Dear Sirs and/or Madams,
We were attempting to hold our tolerant tongues, but with the latest warning against Mexican Peppers, we felt we must speak out. First off, let us tell you how we sympathize with you. We understand it is very hard to grow foods organically, and get them to an accepting market while being stepped on by the fat cats greedily running our oppressive ‘democracy.’ We would like to offer our support to you humble farmers and growers. (Except the Midwest)
However we have a request, oh noble growers of Mexico. Could you please, pretty please, stop treating our fields like your citizens, and refrain from shitting all over them. It is tough being a vegan as is. (Vegetarians don’t count, as they are not as hardcore, and eat meat bi-products, just like Mussolini did.)

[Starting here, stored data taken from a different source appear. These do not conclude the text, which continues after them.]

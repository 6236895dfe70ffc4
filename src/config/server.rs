//! Server configuration

use serde::Deserialize;
use std::net::SocketAddr;

use super::error::ValidationError;

/// Server configuration
#[derive(Debug, Clone, Deserialize)]
pub struct ServerConfig {
    /// Host address to bind to
    #[serde(default = "default_host")]
    pub host: String,

    /// Port to listen on
    #[serde(default = "default_port")]
    pub port: u16,

    /// Environment name
    #[serde(default = "default_environment")]
    pub environment: Environment,

    /// Rust log filter directive
    #[serde(default = "default_log_level")]
    pub log_level: String,

    /// Request timeout in seconds
    #[serde(default = "default_request_timeout")]
    pub request_timeout_secs: u64,

    /// CORS allowed origins (comma-separated)
    pub cors_origins: Option<String>,

    /// Directory served as static assets at the router fallback
    #[serde(default = "default_static_dir")]
    pub static_dir: String,
}

/// Application environment
#[derive(Debug, Clone, Deserialize, PartialEq, Eq, Default)]
#[serde(rename_all = "lowercase")]
pub enum Environment {
    #[default]
    Development,
    Staging,
    Production,
}

impl ServerConfig {
    /// Get the socket address to bind to
    pub fn socket_addr(&self) -> SocketAddr {
        format!("{}:{}", self.host, self.port)
            .parse()
            .expect("Invalid socket address")
    }

    /// Check if running in production
    pub fn is_production(&self) -> bool {
        self.environment == Environment::Production
    }

    /// Get CORS origins as a vector
    pub fn cors_origins_list(&self) -> Vec<String> {
        self.cors_origins
            .as_ref()
            .map(|s| s.split(',').map(|s| s.trim().to_string()).collect())
            .unwrap_or_default()
    }

    /// Validate server configuration
    pub fn validate(&self) -> Result<(), ValidationError> {
        if self.port == 0 {
            return Err(ValidationError::InvalidPort);
        }
        if self.request_timeout_secs == 0 || self.request_timeout_secs > 300 {
            return Err(ValidationError::InvalidTimeout);
        }
        Ok(())
    }
}

impl Default for ServerConfig {
    fn default() -> Self {
        Self {
            host: default_host(),
            port: default_port(),
            environment: default_environment(),
            log_level: default_log_level(),
            request_timeout_secs: default_request_timeout(),
            cors_origins: None,
            static_dir: default_static_dir(),
        }
    }
}

fn default_host() -> String {
    "0.0.0.0".to_string()
}

fn default_port() -> u16 {
    8080
}

fn default_environment() -> Environment {
    Environment::Development
}

fn default_log_level() -> String {
    "info,qa_relay=debug".to_string()
}

fn default_request_timeout() -> u64 {
    30
}

fn default_static_dir() -> String {
    "public".to_string()
}
//! Domain types for the relay.

mod interaction;

pub use interaction::{InteractionRecord, Question, DEFAULT_QUESTION};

We have to traverse the raped landscape of this nation on our respective vespas and beachcruisers, all while hoping a gust of wind doesn’t blow our malnourished bodies away. Now I can’t even enjoy a Red Pepper and Zucchini Quiche with out fear of getting the violent runs.
If you could do all of the Vegans of America this favor, the 15 of us, and the professors at Dartmouth, will be very grateful! All we ask is that you stop brutally oppressing your citizens for one moment, and correct this sanitation problem. After all, their freedoms and life savings will be there for you to pillage tomorrow! I need Mexican feces off my tomato today.
If you do not however correct this problem, we will need to have a serious response. We are completely against Republican wars, always, but we are not above dropping random bombs on undeserving victims for blue-state purposes. (Ask the Serbs)
That is obviously not a threat, as we are peace-loving individuals. Just please keep your disgusting body fluids to yourselves, and off of my $5 whole foods avocado. Thanks a bunch Jose.
Yours truly,
- Vegans of the American Continent & The Responsible Left
.jpg)
.jpg)
.jpg)
.jpg)






.jpg)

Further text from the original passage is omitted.